When Men only were Men

Mariner is on a holiday break, that is, current news is not an item of interest. Rather, he has taken his own advice from his last post: take a break. Nevertheless, one has curiosity about things – perhaps more so because one is not stuck on the current events train.

Mariner has an ongoing interest in those eras of civilization when humans were on their own, ‘when men only were men’ so to speak. This means that Homo sapiens had no oil, no plastic, no corporations producing chemicals, no seed catalogs, no banks, no cash, only scant precursors of small band government, and languages of limited but pragmatic nature. Writing was simplistic and glyphic in nature. These times were the original good old days.

When one searches for these simplistic times, one is painfully aware of the abuse that destroys their existence as civilization moves from one era to another. The Native American is a clear example of a culture that still was balanced with its environment and its culture was based on what the environment provided day to day. Then a later ‘advanced’ civilization discovered this simple culture and, as always, trashed it.

There aren’t many places on the planet where we can observe that time when men only were men because their simple artifacts don’t last very long and easily are run over by later ‘civilized’ necessities. Perhaps the defining aspect of these primitive cultures is that the cultures were bound by an ethical relationship with the environment called net-zero: in the long run, nature was not permanently destroyed; nothing was taken from nature that could not be returned to nature.

One area of the planet which still reflects its ancient mores and practices is the region known as The Steppe. The Steppe is a belt of grassland that extends 5,000 miles from Hungary in the west through Ukraine and Central Asia to Manchuria in the east. Mountain ranges divide the Steppe into three regions and three different weather conditions. The one of most interest to mariner is the easternmost portion, running from the Altai Mountains in the west to the Greater Khingan Range adjacent to China. A small part of the region is Mongolia. Weather in eastern Steppe is among the severest on Earth encompassing desert-like summers, deep frozen winters and yearlong winds comparable to the Santa Ana winds in California. Among several geographically isolating features, weather is a major factor causing retardation of major industrial advancements found elsewhere.

The critical development that eventually distinguished life on the Steppe was the domestication of horses which occurred in prehistoric times and prevails today. In fact, the Silk Road traveled the southern areas of the Steppe through most of the ‘–stan’ nations. Using horses and later camels, the natives of the Steppe were the first trucking company – sans 18-wheelers.

Natives away from the few modern cities still are nomadic. The only improvement allowed by them is the portable yurt, an improvement over skins and poles. Despite this modern improvement, their culture remains very much as it has across the centuries. Even with the inundation of electronic communication, the eastern Steppe remains virtually unchanged. Wikipedia facts: The poor access to the Internet in the countryside has been a reason behind designating Mongolian countryside as a digital detox location for the tech-tired tourists. Internet users: 16.4% of the population, 152nd in the world (2012).
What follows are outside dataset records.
//! # Entities
//!
//! Server-side authoritative scene graph and its client-side mirror.
//!
//! ```text
//!   server logic ──> EntityRegistry ──(operations)──> TransactionBatcher
//!                       │  AsyncProperty / AsyncListProperty
//!                       ▼
//!                  per-user descriptors (/load)
//!
//!   Transaction ──> EntityMirror ──(dirty ids)──> renderer
//! ```

mod id;
mod list;
mod mirror;
mod property;
mod registry;

pub use id::{EntityId, IdAllocator};
pub use list::AsyncListProperty;
pub use mirror::{ApplyOutcome, EntityMirror, MirroredEntity, MirroredList, TransactionReport};
pub use property::{approx_equal, AsyncProperty, Equality};
pub use registry::{Entity, EntityDraft, EntityRegistry, MutationOutcome};
impl EnvironmentServer {
    /// Creates a server and the channel ends its transport uses.
    #[must_use]
    pub fn new(config: Umi3dConfig) -> (Self, NetworkHandle) {
        let capacity = config.server.channel_capacity.max(1);
        let (event_tx, event_rx) = bounded(capacity);
        let (command_tx, command_rx) = bounded(capacity);
        let table = DecoderTable::standard();

        let server = Self {
            registry: EntityRegistry::new(),
            batcher: TransactionBatcher::new(
                config.batcher,
                OutboundQueue {
                    flushed: Vec::new(),
                    available: true,
                },
            ),
            sessions: SessionDirectory::new(config.server.max_users, config.server.max_pending_updates),
            sockets: BTreeSet::new(),
            decoder: InboundDecoder::spawn(table.clone(), config.background),
            table,
            events: event_rx,
            commands: command_tx,
            interactions: Vec::new(),
            tick: 0,
            stats: ServerStats::default(),
            config,
        };
        let handle = NetworkHandle {
            events: event_tx,
            commands: command_rx,
        };
        (server, handle)
    }

    /// Runs one tick.
    ///
    /// Handles network events and decoded messages, expires silent users,
    /// then flushes the registry's operations to every user.
    pub fn tick(&mut self, now: Instant) {
        self.tick += 1;

        while let Ok(event) = self.events.try_recv() {
            self.handle_event(event);
        }

        for decoded in self.decoder.drain() {
            match decoded.result {
                Ok(message) => {
                    // errors are logged where they are raised
                    let _ = self.handle_message(decoded.source, message);
                }
                Err(error) => {
                    self.stats.malformed_messages += 1;
                    tracing::warn!(user = %decoded.source, %error, "malformed socket message discarded");
                }
            }
        }

        for user in self.sessions.expire(self.tick, self.config.server.user_timeout_ticks) {
            tracing::info!(%user, "user timed out");
            self.disconnect(user);
        }

        let operations = self.registry.drain_operations();
        self.batcher.extend(operations, now);
        self.batcher.tick(now);
        self.distribute();
    }

    /// Flushes pending operations immediately, ignoring the time budget.
    pub fn flush(&mut self, now: Instant) {
        let operations = self.registry.drain_operations();
        self.batcher.extend(operations, now);
        self.batcher.flush();
        self.distribute();
    }

    fn handle_event(&mut self, event: NetworkEvent) {
        match event {
            NetworkEvent::Connected(user) => self.connect_socket(user),
            NetworkEvent::Payload { user, bytes } => {
                if !self.sockets.contains(&user) {
                    tracing::warn!(%user, len = bytes.len(), "payload from a user without socket, dropped");
                    return;
                }
                self.sessions.touch(user, self.tick, Some(UserStatus::Active));
                if self.decoder.submit(user, bytes).is_err() {
                    self.stats.malformed_messages += 1;
                }
            }
            NetworkEvent::Disconnected(user) => {
                if self.sockets.remove(&user) {
                    tracing::info!(%user, "socket closed");
                }
            }
        }
    }

    fn connect_socket(&mut self, user: UserId) {
        if !self.sessions.contains(user) {
            tracing::warn!(%user, "socket for unknown user refused");
            self.send_command(NetworkCommand::Close(user));
            return;
        }
        self.sockets.insert(user);
        self.sessions.touch(user, self.tick, Some(UserStatus::Active));
        tracing::info!(%user, "socket connected");

        if self.sessions.get(user).is_some_and(|s| s.delivery() == Delivery::Socket) {
            for transaction in self.sessions.take_pending(user).unwrap_or_default() {
                self.deliver(user, transaction);
            }
        }
    }

    /// Handles one decoded socket message from `source`.
    pub fn handle_message(&mut self, source: UserId, message: Message) -> ServerResult<()> {
        match message {
            Message::TrackingFrame(frame) => {
                self.check_sender(source, frame.user, "tracking frame")?;
                let bytes = Message::TrackingFrame(frame).to_bytes();
                let peers: Vec<UserId> = self.sockets.iter().copied().filter(|peer| *peer != source).collect();
                for peer in peers {
                    self.send_command(NetworkCommand::Send {
                        user: peer,
                        reliable: false,
                        bytes: bytes.clone(),
                    });
                }
                self.stats.relayed_frames += 1;
                Ok(())
            }
            Message::Interaction(request) => {
                self.check_sender(source, request.user, "interaction")?;
                if !self.registry.contains(request.entity) {
                    tracing::debug!(user = %source, entity = %request.entity, "interaction with unknown entity");
                    return Err(ServerError::UnknownEntity(request.entity));
                }
                self.interactions.push(request);
                Ok(())
            }
            Message::Transaction(transaction) => {
                tracing::warn!(user = %source, operations = transaction.len(), "client sent a transaction, ignored");
                Ok(())
            }
        }
    }

    fn check_sender(&mut self, source: UserId, claimed: UserId, what: &str) -> ServerResult<()> {
        if claimed == source && self.sessions.contains(claimed) {
            return Ok(());
        }
        self.stats.inconsistencies += 1;
        tracing::error!(%source, %claimed, what, "message does not belong to its connection");
        Err(ServerError::InternalInconsistency(format!(
            "{what} for {claimed} arrived on the connection of {source}"
        )))
    }

    /// Closes a session: registry overrides, socket and queue go with it.
    pub fn disconnect(&mut self, user: UserId) -> bool {
        let Some(session) = self.sessions.remove(user) else {
            return false;
        };
        self.registry.forget_user(user);
        if self.sockets.remove(&user) {
            self.send_command(NetworkCommand::Close(user));
        }
        tracing::info!(%user, login = session.login(), "user left");
        true
    }

    fn distribute(&mut self) {
        let flushed = std::mem::take(&mut self.batcher.sink_mut().flushed);
        for transaction in flushed {
            let recipients: Vec<UserId> = self
                .sessions
                .iter()
                .filter(|session| session.receives_updates())
                .map(UserSession::id)
                .collect();
            for user in recipients {
                if let Some(personal) = self.personalize(&transaction, user) {
                    self.deliver(user, personal);
                }
            }
        }
    }

    /// The part of a transaction `user` should see.
    fn personalize(&self, transaction: &Transaction, user: UserId) -> Option<Transaction> {
        let operations: Vec<Operation> = transaction
            .operations
            .iter()
            .filter(|operation| operation.users().contains(user))
            .filter_map(|operation| self.personalize_operation(operation, user))
            .collect();
        if operations.is_empty() {
            return None;
        }
        let reliable = transaction.reliable || operations.iter().any(Operation::is_structural);
        Some(Transaction { reliable, operations })
    }

    fn personalize_operation(&self, operation: &Operation, user: UserId) -> Option<Operation> {
        let load = |entity| {
            self.registry.descriptor(entity, user).map(|descriptor| Operation::LoadEntity {
                entity,
                descriptor: Some(descriptor),
                users: UserSet::only(user),
            })
        };
        match operation {
            Operation::LoadEntity { entity, .. } => load(*entity),
            // an entity turning visible arrives whole
            Operation::SetEntityProperty {
                entity,
                key,
                value: PropertyValue::Bool(true),
                ..
            } if *key == keys::ACTIVE => load(*entity).or_else(|| Some(operation.clone())),
            _ => Some(operation.clone().addressed_to(UserSet::only(user))),
        }
    }

    fn deliver(&mut self, user: UserId, transaction: Transaction) {
        let by_socket = self.sockets.contains(&user)
            && self.sessions.get(user).is_some_and(|s| s.delivery() == Delivery::Socket);
        self.stats.delivered_transactions += 1;
        if by_socket {
            self.send_command(NetworkCommand::Send {
                user,
                reliable: transaction.reliable,
                bytes: Message::Transaction(transaction).to_bytes(),
            });
        } else {
            self.sessions.enqueue(user, transaction);
        }
    }

    fn send_command(&mut self, command: NetworkCommand) -> bool {
        match self.commands.try_send(command) {
            Ok(()) => true,
            Err(TrySendError::Full(_)) => {
                self.stats.dropped_commands += 1;
                tracing::warn!("transport command queue full, command dropped");
                false
            }
            Err(TrySendError::Disconnected(_)) => {
                self.stats.dropped_commands += 1;
                if self.batcher.sink().available {
                    tracing::warn!("transport gone, network marked unavailable");
                    self.set_network_available(false);
                }
                false
            }
        }
    }

    /// Marks the network up or down. Batches flushed while down are dropped.
    pub fn set_network_available(&mut self, available: bool) {
        self.batcher.sink_mut().available = available;
    }

    /// Asks the transport to stop.
    pub fn shutdown(&mut self) {
        self.send_command(NetworkCommand::Shutdown);
    }

    /// Interaction requests received since the last call.
    pub fn drain_interactions(&mut self) -> Vec<InteractionRequest> {
        std::mem::take(&mut self.interactions)
    }

    /// The scene graph.
    #[must_use]
    pub const fn registry(&self) -> &EntityRegistry {
        &self.registry
    }

    /// The scene graph, for application logic.
    pub fn registry_mut(&mut self) -> &mut EntityRegistry {
        &mut self.registry
    }

    /// Connected users.
    #[must_use]
    pub const fn sessions(&self) -> &SessionDirectory {
        &self.sessions
    }

    /// Users with an open socket.
    pub fn sockets(&self) -> impl Iterator<Item = UserId> + '_ {
        self.sockets.iter().copied()
    }

    /// Batching counters.
    #[must_use]
    pub const fn batcher_stats(&self) -> &BatcherStats {
        self.batcher.stats()
    }

    /// Server counters.
    #[must_use]
    pub const fn stats(&self) -> &ServerStats {
        &self.stats
    }

    /// Ticks run so far.
    #[must_use]
    pub const fn current_tick(&self) -> u64 {
        self.tick
    }

    /// Active configuration.
    #[must_use]
    pub const fn config(&self) -> &Umi3dConfig {
        &self.config
    }
}
//! # Byte Codec
//!
//! Binary (de)serialization of primitive and composite values.
//!
//! ## Wire Format
//!
//! ```text
//! ┌──────────────────────────────────────────────────────────────┐
//! │ Integers / floats   little-endian, fixed width               │
//! │ bool                one byte, 0 or 1 (anything else fails)   │
//! │ String              u32 byte length + UTF-8 bytes            │
//! │ Vec<T>              u32 item count + items                   │
//! │ Option<T>           bool presence flag + item                │
//! └──────────────────────────────────────────────────────────────┘
//! ```
//!
//! Writing never fails. Every read returns `None` when the bytes cannot be
//! read; the caller discards the whole message and applies nothing.

mod reader;
mod writer;

pub use reader::ByteReader;
pub use writer::ByteWriter;

use umi3d_shared::{BoneType, Quaternion, Transform, Vec3};

use crate::error::{CodecError, CodecResult};

/// A value that can be written to the wire.
pub trait Encode {
    /// Appends the encoded value.
    fn encode(&self, writer: &mut ByteWriter);
}

/// A value that can be read from the wire.
pub trait Decode: Sized {
    /// Reads one value, `None` if unreadable.
    fn decode(reader: &mut ByteReader<'_>) -> Option<Self>;
}

/// Encodes a value into a fresh buffer.
#[must_use]
pub fn to_bytes<T: Encode + ?Sized>(value: &T) -> Vec<u8> {
    let mut writer = ByteWriter::new();
    value.encode(&mut writer);
    writer.into_bytes()
}

/// Decodes one value that must span the whole buffer.
pub fn from_bytes<T: Decode>(bytes: &[u8], what: &'static str) -> CodecResult<T> {
    let mut reader = ByteReader::new(bytes);
    let value = T::decode(&mut reader).ok_or(CodecError::Unreadable {
        what,
        offset: reader.position(),
    })?;
    match reader.remaining() {
        0 => Ok(value),
        trailing => Err(CodecError::TrailingBytes(trailing)),
    }
}

macro_rules! impl_le_number {
    ($($ty:ty => $write:ident, $read:ident;)*) => {
        $(
            impl Encode for $ty {
                #[inline]
                fn encode(&self, writer: &mut ByteWriter) {
                    writer.$write(*self);
                }
            }

            impl Decode for $ty {
                #[inline]
                fn decode(reader: &mut ByteReader<'_>) -> Option<Self> {
                    reader.$read()
                }
            }
        )*
    };
}

impl_le_number! {
    u8 => write_u8, read_u8;
    u16 => write_u16, read_u16;
    u32 => write_u32, read_u32;
    u64 => write_u64, read_u64;
    i32 => write_i32, read_i32;
    f32 => write_f32, read_f32;
    f64 => write_f64, read_f64;
    bool => write_bool, read_bool;
}

impl Encode for str {
    fn encode(&self, writer: &mut ByteWriter) {
        writer.write_len(self.len());
        writer.write_bytes(self.as_bytes());
    }
}

impl Encode for String {
    fn encode(&self, writer: &mut ByteWriter) {
        self.as_str().encode(writer);
    }
}

impl Decode for String {
    fn decode(reader: &mut ByteReader<'_>) -> Option<Self> {
        let len = reader.read_len(1)?;
        let bytes = reader.read_bytes(len)?;
        String::from_utf8(bytes.to_vec()).ok()
    }
}

impl<T: Encode> Encode for [T] {
    fn encode(&self, writer: &mut ByteWriter) {
        writer.write_len(self.len());
        for item in self {
            item.encode(writer);
        }
    }
}

impl<T: Encode> Encode for Vec<T> {
    fn encode(&self, writer: &mut ByteWriter) {
        self.as_slice().encode(writer);
    }
}

impl<T: Decode> Decode for Vec<T> {
    fn decode(reader: &mut ByteReader<'_>) -> Option<Self> {
        // Every item takes at least one byte, which bounds the allocation.
        let count = reader.read_len(1)?;
        let mut items = Vec::with_capacity(count);
        for _ in 0..count {
            items.push(T::decode(reader)?);
        }
        Some(items)
    }
}

impl<T: Encode> Encode for Option<T> {
    fn encode(&self, writer: &mut ByteWriter) {
        writer.write_bool(self.is_some());
        if let Some(value) = self {
            value.encode(writer);
        }
    }
}

impl<T: Decode> Decode for Option<T> {
    fn decode(reader: &mut ByteReader<'_>) -> Option<Self> {
        if reader.read_bool()? {
            T::decode(reader).map(Some)
        } else {
            Some(None)
        }
    }
}

impl Encode for Vec3 {
    fn encode(&self, writer: &mut ByteWriter) {
        for component in self.to_array() {
            writer.write_f32(component);
        }
    }
}

impl Decode for Vec3 {
    fn decode(reader: &mut ByteReader<'_>) -> Option<Self> {
        Some(Vec3::new(reader.read_f32()?, reader.read_f32()?, reader.read_f32()?))
    }
}

impl Encode for Quaternion {
    fn encode(&self, writer: &mut ByteWriter) {
        for component in self.to_array() {
            writer.write_f32(component);
        }
    }
}

impl Decode for Quaternion {
    fn decode(reader: &mut ByteReader<'_>) -> Option<Self> {
        Some(Quaternion::new(
            reader.read_f32()?,
            reader.read_f32()?,
            reader.read_f32()?,
            reader.read_f32()?,
        ))
    }
}

impl Encode for Transform {
    fn encode(&self, writer: &mut ByteWriter) {
        self.position.encode(writer);
        self.rotation.encode(writer);
        self.scale.encode(writer);
    }
}

impl Decode for Transform {
    fn decode(reader: &mut ByteReader<'_>) -> Option<Self> {
        Some(Transform::new(
            Vec3::decode(reader)?,
            Quaternion::decode(reader)?,
            Vec3::decode(reader)?,
        ))
    }
}

impl Encode for BoneType {
    fn encode(&self, writer: &mut ByteWriter) {
        writer.write_u32(self.0);
    }
}

impl Decode for BoneType {
    fn decode(reader: &mut ByteReader<'_>) -> Option<Self> {
        reader.read_u32().map(BoneType)
    }
}
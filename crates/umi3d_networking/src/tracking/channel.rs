//! One filtered channel of one tracked node.

use std::time::Instant;

use umi3d_shared::math::wrap_degrees;
use umi3d_shared::{Quaternion, Vec3};

use super::kalman::UnscentedKalmanFilter;
use super::regression::RegressionExtrapolator;
use crate::config::{KalmanNoise, TrackingConfig};

/// Quantity a channel filters.
#[derive(Clone, Copy, Debug, PartialEq, Eq, Hash, PartialOrd, Ord)]
pub enum ChannelKind {
    /// Position, in meters
    Position,
    /// Rotation, as Euler angles in degrees
    Rotation,
}

/// Filter and extrapolator state of one (user, node, kind).
///
/// Rotation measurements are unwrapped against the current estimate before
/// filtering, so a reading crossing 0°/360° is seen as a small step.
#[derive(Clone, Debug)]
pub struct KalmanChannel {
    kind: ChannelKind,
    filter: UnscentedKalmanFilter,
    extrapolator: RegressionExtrapolator,
    last_measurement: Option<[f64; 3]>,
}

impl KalmanChannel {
    /// Creates an empty channel.
    #[must_use]
    pub fn new(kind: ChannelKind, noise: KalmanNoise, config: &TrackingConfig) -> Self {
        Self {
            kind,
            filter: UnscentedKalmanFilter::new(noise),
            extrapolator: RegressionExtrapolator::new(config.default_rate_hz, config.max_extrapolation()),
            last_measurement: None,
        }
    }

    /// Feeds one raw measurement and returns the new estimate.
    pub fn observe(&mut self, measurement: [f64; 3], now: Instant) -> [f64; 3] {
        let filtered_input = match self.kind {
            ChannelKind::Rotation if self.filter.is_initialized() => {
                unwrap_angles(measurement, self.filter.state())
            }
            _ => measurement,
        };
        self.filter.update(filtered_input);
        let estimate = self.filter.state();
        self.extrapolator.push(estimate, now);
        self.last_measurement = Some(measurement);
        estimate
    }

    /// Position measurement.
    pub fn observe_position(&mut self, position: Vec3, now: Instant) -> [f64; 3] {
        self.observe(position.to_f64(), now)
    }

    /// Rotation measurement.
    pub fn observe_rotation(&mut self, rotation: Quaternion, now: Instant) -> [f64; 3] {
        self.observe(rotation.to_euler_degrees().to_f64(), now)
    }

    /// Filtered estimate after the last measurement.
    #[must_use]
    pub fn state(&self) -> [f64; 3] {
        self.filter.state()
    }

    /// Display value at `now`, falling back to the estimate.
    #[must_use]
    pub fn sample(&self, now: Instant) -> [f64; 3] {
        let value = self.extrapolator.value_at(now).unwrap_or_else(|| self.filter.state());
        match self.kind {
            ChannelKind::Position => value,
            ChannelKind::Rotation => value.map(wrap_degrees),
        }
    }

    /// Display position at `now`.
    #[must_use]
    pub fn sample_position(&self, now: Instant) -> Vec3 {
        Vec3::from_f64(self.sample(now))
    }

    /// Display rotation at `now`.
    #[must_use]
    pub fn sample_rotation(&self, now: Instant) -> Quaternion {
        Quaternion::from_euler_degrees(Vec3::from_f64(self.sample(now)))
    }

    /// What this channel filters.
    #[must_use]
    pub const fn kind(&self) -> ChannelKind {
        self.kind
    }

    /// Last raw measurement.
    #[must_use]
    pub const fn last_measurement(&self) -> Option<[f64; 3]> {
        self.last_measurement
    }

    /// Underlying filter.
    #[must_use]
    pub const fn filter(&self) -> &UnscentedKalmanFilter {
        &self.filter
    }

    /// Underlying extrapolator.
    #[must_use]
    pub const fn extrapolator(&self) -> &RegressionExtrapolator {
        &self.extrapolator
    }
}

/// Moves each angle by whole turns to within half a turn of `reference`.
fn unwrap_angles(angles: [f64; 3], reference: [f64; 3]) -> [f64; 3] {
    let mut unwrapped = angles;
    for (angle, reference) in unwrapped.iter_mut().zip(reference) {
        let mut step = wrap_degrees(*angle - reference);
        if step > 180.0 {
            step -= 360.0;
        }
        *angle = reference + step;
    }
    unwrapped
}
//! Integration tests for the tracking pipeline: sender, relay, receiver,
//! renderer and bindings.

use std::collections::HashMap;
use std::time::{Duration, Instant};

use rand::rngs::StdRng;
use rand::{Rng, SeedableRng};
use umi3d_networking::config::KalmanNoise;
use umi3d_networking::protocol::BoneSample;
use umi3d_networking::server::{EnterDescriptor, Request};
use umi3d_networking::tracking::{
    AvatarPose, AvatarRenderer, Binding, BindingTargets, ChannelKind, RegressionExtrapolator, SkeletonSource,
    TrackedNode,
};
use umi3d_networking::{
    EnvironmentClient, EnvironmentServer, NetworkCommand, NetworkEvent, TrackingFrameMessage, TrackingReceiver,
    Umi3dConfig, UnscentedKalmanFilter, UserId,
};
use umi3d_shared::{BoneType, Quaternion, Transform, Vec3};

struct StandingAvatar;

impl SkeletonSource for StandingAvatar {
    fn root(&self) -> Transform {
        Transform::IDENTITY
    }

    fn bones(&self, out: &mut Vec<BoneSample>) {
        out.push(BoneSample::tracked(BoneType::LEFT_HAND, Vec3::new(0.0, 1.0, 0.0), Quaternion::IDENTITY));
        out.push(BoneSample::tracked(BoneType::HEAD, Vec3::new(0.0, 1.7, 0.0), Quaternion::IDENTITY));
    }
}

#[derive(Default)]
struct RecordingRenderer {
    poses: HashMap<UserId, AvatarPose>,
}

impl AvatarRenderer for RecordingRenderer {
    fn apply_pose(&mut self, pose: &AvatarPose) {
        self.poses.insert(pose.user, pose.clone());
    }
}

#[derive(Default)]
struct Props {
    transforms: HashMap<u64, Transform>,
}

impl BindingTargets for Props {
    fn exists(&self, target: u64) -> bool {
        target == 42
    }

    fn set_transform(&mut self, target: u64, transform: Transform) {
        self.transforms.insert(target, transform);
    }
}

#[test]
fn test_kalman_converges_on_constant_signal() {
    let mut filter = UnscentedKalmanFilter::new(KalmanNoise::BONE);
    for _ in 0..25 {
        filter.update([1.0, 2.0, 3.0]);
    }
    for (estimate, expected) in filter.state().into_iter().zip([1.0, 2.0, 3.0]) {
        assert!((estimate - expected).abs() < 1e-3, "{estimate} vs {expected}");
    }
}

#[test]
fn test_kalman_smooths_noisy_signal() {
    let mut rng = StdRng::seed_from_u64(3);
    let mut filter = UnscentedKalmanFilter::new(KalmanNoise::ROOT);
    for _ in 0..200 {
        let noise: f64 = rng.gen_range(-0.05..0.05);
        filter.update([1.0 + noise, 2.0 - noise, 3.0 + noise]);
    }
    for (estimate, expected) in filter.state().into_iter().zip([1.0, 2.0, 3.0]) {
        assert!((estimate - expected).abs() < 0.1, "{estimate} vs {expected}");
    }
}

#[test]
fn test_regression_at_zero_delta_is_previous() {
    let start = Instant::now();
    let mut regression = RegressionExtrapolator::new(15.0, Duration::from_millis(500));
    regression.push([0.0, 0.0, 0.0], start);
    regression.push([1.0, 2.0, 3.0], start + Duration::from_millis(100));

    assert_eq!(regression.value(Duration::ZERO), regression.previous());
    assert_eq!(regression.value(Duration::ZERO), [0.0, 0.0, 0.0]);
}

#[test]
fn test_first_frame_creates_channel_at_measurement() {
    let mut receiver = TrackingReceiver::new(Umi3dConfig::default().tracking);
    let user = UserId(9);
    let mut frame = TrackingFrameMessage::new(user);
    frame.bones.push(BoneSample::tracked(
        BoneType::LEFT_HAND,
        Vec3::new(0.0, 1.0, 0.0),
        Quaternion::IDENTITY,
    ));

    let report = receiver.receive(&frame, Instant::now()).unwrap();
    assert_eq!(report.accepted, 1);

    let channel = receiver
        .channel(user, TrackedNode::Bone(BoneType::LEFT_HAND), ChannelKind::Position)
        .unwrap();
    assert_eq!(channel.state(), [0.0, 1.0, 0.0]);
}

fn login(server: &mut EnvironmentServer, name: &str) -> EnterDescriptor {
    let body = format!(r#"{{"login":"{name}"}}"#).into_bytes();
    serde_json::from_slice(&server.handle_http(&Request::post("/login", body)).body).unwrap()
}

#[test]
fn test_frame_travels_from_one_client_to_another() {
    let config = Umi3dConfig::default();
    let (mut server, network) = EnvironmentServer::new(config.clone());

    let mut alice = EnvironmentClient::new(config.clone());
    let mut bob = EnvironmentClient::new(config);
    let alice_enter = login(&mut server, "alice");
    let bob_enter = login(&mut server, "bob");
    alice.enter(&alice_enter);
    bob.enter(&bob_enter);
    network.events.send(NetworkEvent::Connected(alice_enter.user)).unwrap();
    network.events.send(NetworkEvent::Connected(bob_enter.user)).unwrap();
    server.tick(Instant::now());

    let mut renderer = RecordingRenderer::default();
    let outgoing = alice
        .tick(Instant::now(), Some(&StandingAvatar as &dyn SkeletonSource), &mut renderer)
        .outgoing
        .expect("first tick transmits");
    network
        .events
        .send(NetworkEvent::Payload {
            user: alice_enter.user,
            bytes: outgoing,
        })
        .unwrap();

    // decoding runs in the background: tick until the relay shows up
    let deadline = Instant::now() + Duration::from_secs(5);
    let relayed = loop {
        server.tick(Instant::now());
        let relayed = network.commands.try_iter().find_map(|command| match command {
            NetworkCommand::Send { user, reliable, bytes } if user == bob_enter.user => {
                assert!(!reliable);
                Some(bytes)
            }
            _ => None,
        });
        if let Some(bytes) = relayed {
            break bytes;
        }
        assert!(Instant::now() < deadline, "frame never relayed");
        std::thread::sleep(Duration::from_millis(5));
    };
    assert_eq!(server.stats().relayed_frames, 1);

    bob.submit_payload(relayed).unwrap();
    let deadline = Instant::now() + Duration::from_secs(5);
    while !renderer.poses.contains_key(&alice_enter.user) {
        bob.tick(Instant::now(), None, &mut renderer);
        assert!(Instant::now() < deadline, "pose never rendered");
        std::thread::sleep(Duration::from_millis(5));
    }

    let pose = &renderer.poses[&alice_enter.user];
    let hand = pose.bone_world(BoneType::LEFT_HAND).unwrap();
    assert!((hand.position.y - 1.0).abs() < 1e-4);
    assert_eq!(bob.stats().frames, 1);

    // a prop bound to alice's hand follows it
    bob.bind(Binding {
        user: alice_enter.user,
        bone: BoneType::LEFT_HAND,
        target: 42,
        offset: Transform::IDENTITY,
    });
    let mut props = Props::default();
    assert!(bob.fixed_update(&mut props, Instant::now()).is_empty());
    let prop = props.transforms[&42];
    assert!((prop.position.y - 1.0).abs() < 1e-4);
}

#[test]
fn test_binding_to_missing_target_gives_up() {
    let config = Umi3dConfig::from_toml_str("[binding]\nmax_attempts = 3\nmax_backoff_updates = 1").unwrap();
    let mut client = EnvironmentClient::new(config);
    client.bind(Binding {
        user: UserId(5),
        bone: BoneType::HEAD,
        target: 7,
        offset: Transform::IDENTITY,
    });

    let mut props = Props::default();
    let mut errors = Vec::new();
    for _ in 0..20 {
        errors.extend(client.fixed_update(&mut props, Instant::now()));
    }
    assert_eq!(errors.len(), 1);
    assert!(props.transforms.is_empty());
}
//! Browser-originated interaction requests.

use serde::{Deserialize, Serialize};

use crate::codec::{ByteReader, ByteWriter, Decode, Encode};
use crate::entity::EntityId;
use crate::server::UserId;

/// What the user did to the entity.
#[repr(u8)]
#[derive(Clone, Copy, Debug, PartialEq, Eq, Hash, Serialize, Deserialize)]
pub enum InteractionKind {
    /// One-shot trigger
    Trigger = 1,
    /// Pointer entered
    HoverEnter = 2,
    /// Pointer left
    HoverExit = 3,
    /// Continuous manipulation step, payload carries the delta
    Manipulation = 4,
    /// Form or parameter submission, payload carries the value
    Parameter = 5,
}

impl InteractionKind {
    /// Converts from u8
    #[must_use]
    pub const fn from_u8(value: u8) -> Option<Self> {
        match value {
            1 => Some(Self::Trigger),
            2 => Some(Self::HoverEnter),
            3 => Some(Self::HoverExit),
            4 => Some(Self::Manipulation),
            5 => Some(Self::Parameter),
            _ => None,
        }
    }
}

/// A client request to interact with an entity.
#[derive(Clone, Debug, PartialEq, Eq)]
pub struct InteractionRequest {
    /// Requesting user
    pub user: UserId,
    /// Target entity
    pub entity: EntityId,
    /// Interaction
    pub kind: InteractionKind,
    /// Kind-specific bytes
    pub payload: Vec<u8>,
}

impl Encode for InteractionRequest {
    fn encode(&self, writer: &mut ByteWriter) {
        self.user.encode(writer);
        self.entity.encode(writer);
        writer.write_u8(self.kind as u8);
        writer.write_len(self.payload.len());
        writer.write_bytes(&self.payload);
    }
}

impl Decode for InteractionRequest {
    fn decode(reader: &mut ByteReader<'_>) -> Option<Self> {
        let user = UserId::decode(reader)?;
        let entity = EntityId::decode(reader)?;
        let kind = InteractionKind::from_u8(reader.read_u8()?)?;
        let len = reader.read_len(1)?;
        let payload = reader.read_bytes(len)?.to_vec();
        Some(Self {
            user,
            entity,
            kind,
            payload,
        })
    }
}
There are seven ‘-stan’ nations: Pakistan, Afghanistan, Turkmenistan, Uzbekistan, Kazakhstan, Kyrgyzstan, and Tajikistan. Because of their location amid deserts and harsh weather, modern dissolution of the cultures is minimal. Two of them, Pakistan and Afghanistan, have not been so lucky.

If one wishes to learn something entirely new about the Earth’s cultures and is tired of Western Civ, ancient Greeks, Romans, tsars and dynasties, visit the Steppe.